*** Block opens ***

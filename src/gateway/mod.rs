//! The case-law proxy gateway.
//!
//! [`Gateway`] owns the two client-facing operations. Each one checks the
//! credential, validates input, forwards upstream once, and normalizes the reply
//! into a shape-stable contract. Failures become an [`ApiError`]. There is no
//! retry and no caching: identical requests produce independent upstream calls.

mod error;

pub use error::{ApiError, Operation, STATUS_BAD_REQUEST, STATUS_INTERNAL_ERROR};

use serde::de::DeserializeOwned;
use serde_json::Value;
use std::sync::Arc;

use crate::config::Config;
use crate::models::{
    DocumentRecord, DocumentRequest, SearchQuery, SearchResultSet, UpstreamDocument,
    UpstreamSearchResponse,
};
use crate::upstream::{CaseLawApi, JsonObject, KanoonClient, UpstreamError};

/// Mediates between clients and the upstream case-law API
#[derive(Debug, Clone)]
pub struct Gateway {
    api: Arc<dyn CaseLawApi>,
    expose_details: bool,
}

impl Gateway {
    /// Create a gateway over any upstream implementation
    pub fn new(api: Arc<dyn CaseLawApi>) -> Self {
        Self {
            api,
            expose_details: true,
        }
    }

    /// Create a gateway talking to the configured upstream API
    pub fn from_config(config: &Config) -> Result<Self, UpstreamError> {
        let client = KanoonClient::new(&config.upstream)?;
        Ok(Self::new(Arc::new(client)).expose_details(config.server.expose_upstream_details))
    }

    /// Whether upstream error payloads are passed through as `details`
    pub fn expose_details(mut self, expose: bool) -> Self {
        self.expose_details = expose;
        self
    }

    /// Whether the upstream credential is available
    pub fn is_configured(&self) -> bool {
        self.api.is_configured()
    }

    /// Name of the upstream provider
    pub fn upstream_name(&self) -> &str {
        self.api.name()
    }

    /// Run a case-law search
    pub async fn search(&self, query: SearchQuery) -> Result<SearchResultSet, ApiError> {
        if !self.api.is_configured() {
            tracing::error!(operation = "search", "Rejecting request: API token not configured");
            return Err(ApiError::not_configured());
        }
        query.validate().map_err(ApiError::bad_request)?;

        tracing::info!(
            query = %query.query,
            page = query.page,
            max_cites = query.max_cites,
            filters = !query.filters.is_empty(),
            "Forwarding search"
        );

        let body = self
            .api
            .search(&query)
            .await
            .map_err(|e| self.fail(Operation::Search, e))?;
        let upstream: UpstreamSearchResponse =
            decode(body).map_err(|e| self.fail(Operation::Search, e))?;

        let result = SearchResultSet::normalize(upstream, &query);
        tracing::debug!(docs = result.docs.len(), found = %result.found, "Search normalized");
        Ok(result)
    }

    /// Fetch a single document with its citation lists
    pub async fn document(&self, request: DocumentRequest) -> Result<DocumentRecord, ApiError> {
        if !self.api.is_configured() {
            tracing::error!(operation = "document", "Rejecting request: API token not configured");
            return Err(ApiError::not_configured());
        }
        request.validate().map_err(ApiError::bad_request)?;

        tracing::info!(doc_id = %request.doc_id, params = request.params.len(), "Forwarding document fetch");

        let body = self
            .api
            .document(&request)
            .await
            .map_err(|e| self.fail(Operation::Document, e))?;
        let upstream: UpstreamDocument =
            decode(body).map_err(|e| self.fail(Operation::Document, e))?;

        Ok(DocumentRecord::normalize(upstream, &request))
    }

    fn fail(&self, op: Operation, err: UpstreamError) -> ApiError {
        let api_error = ApiError::from_upstream(err.clone(), op, self.expose_details);
        tracing::error!(
            operation = ?op,
            upstream = self.api.name(),
            status = api_error.status,
            error = %err,
            detail = ?err,
            "Upstream call failed"
        );
        api_error
    }
}

/// Read an upstream object through its wire schema
fn decode<T: DeserializeOwned>(body: JsonObject) -> Result<T, UpstreamError> {
    serde_json::from_value(Value::Object(body))
        .map_err(|e| UpstreamError::InvalidFormat(format!("unexpected shape: {}", e)))
}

*** Block closes ***

The answer is to be the complete listing, transcribed exactly.

● COMPLETED TASK:
filename src/gateway/mod.rs
//! The case-law proxy gateway.
//!
//! [`Gateway`] owns the two client-facing operations. Each one checks the
//! credential, validates input, forwards upstream once, and normalizes the reply
//! into a shape-stable contract. Failures become an [`ApiError`]. There is no
//! retry and no caching: identical requests produce independent upstream calls.

mod error;

pub use error::{ApiError, Operation, STATUS_BAD_REQUEST, STATUS_INTERNAL_ERROR};

use serde::de::DeserializeOwned;
use serde_json::Value;
use std::sync::Arc;

use crate::config::Config;
use crate::models::{
    DocumentRecord, DocumentRequest, SearchQuery, SearchResultSet, UpstreamDocument,
    UpstreamSearchResponse,
};
use crate::upstream::{CaseLawApi, JsonObject, KanoonClient, UpstreamError};

/// Mediates between clients and the upstream case-law API
#[derive(Debug, Clone)]
pub struct Gateway {
    api: Arc<dyn CaseLawApi>,
    expose_details: bool,
}

impl Gateway {
    /// Create a gateway over any upstream implementation
    pub fn new(api: Arc<dyn CaseLawApi>) -> Self {
        Self {
            api,
            expose_details: true,
        }
    }

    /// Create a gateway talking to the configured upstream API
    pub fn from_config(config: &Config) -> Result<Self, UpstreamError> {
        let client = KanoonClient::new(&config.upstream)?;
        Ok(Self::new(Arc::new(client)).expose_details(config.server.expose_upstream_details))
    }

    /// Whether upstream error payloads are passed through as `details`
    pub fn expose_details(mut self, expose: bool) -> Self {
        self.expose_details = expose;
        self
    }

    /// Whether the upstream credential is available
    pub fn is_configured(&self) -> bool {
        self.api.is_configured()
    }

    /// Name of the upstream provider
    pub fn upstream_name(&self) -> &str {
        self.api.name()
    }

    /// Run a case-law search
    pub async fn search(&self, query: SearchQuery) -> Result<SearchResultSet, ApiError> {
        if !self.api.is_configured() {
            tracing::error!(operation = "search", "Rejecting request: API token not configured");
            return Err(ApiError::not_configured());
        }
        query.validate().map_err(ApiError::bad_request)?;

        tracing::info!(
            query = %query.query,
            page = query.page,
            max_cites = query.max_cites,
            filters = !query.filters.is_empty(),
            "Forwarding search"
        );

        let body = self
            .api
            .search(&query)
            .await
            .map_err(|e| self.fail(Operation::Search, e))?;
        let upstream: UpstreamSearchResponse =
            decode(body).map_err(|e| self.fail(Operation::Search, e))?;

        let result = SearchResultSet::normalize(upstream, &query);
        tracing::debug!(docs = result.docs.len(), found = %result.found, "Search normalized");
        Ok(result)
    }

    /// Fetch a single document with its citation lists
    pub async fn document(&self, request: DocumentRequest) -> Result<DocumentRecord, ApiError> {
        if !self.api.is_configured() {
            tracing::error!(operation = "document", "Rejecting request: API token not configured");
            return Err(ApiError::not_configured());
        }
        request.validate().map_err(ApiError::bad_request)?;

        tracing::info!(doc_id = %request.doc_id, params = request.params.len(), "Forwarding document fetch");

        let body = self
            .api
            .document(&request)
            .await
            .map_err(|e| self.fail(Operation::Document, e))?;
        let upstream: UpstreamDocument =
            decode(body).map_err(|e| self.fail(Operation::Document, e))?;

        Ok(DocumentRecord::normalize(upstream, &request))
    }

    fn fail(&self, op: Operation, err: UpstreamError) -> ApiError {
        let api_error = ApiError::from_upstream(err.clone(), op, self.expose_details);
        tracing::error!(
            operation = ?op,
            upstream = self.api.name(),
            status = api_error.status,
            error = %err,
            detail = ?err,
            "Upstream call failed"
        );
        api_error
    }
}

/// Read an upstream object through its wire schema
fn decode<T: DeserializeOwned>(body: JsonObject) -> Result<T, UpstreamError> {
    serde_json::from_value(Value::Object(body))
        .map_err(|e| UpstreamError::InvalidFormat(format!("unexpected shape: {}", e)))
}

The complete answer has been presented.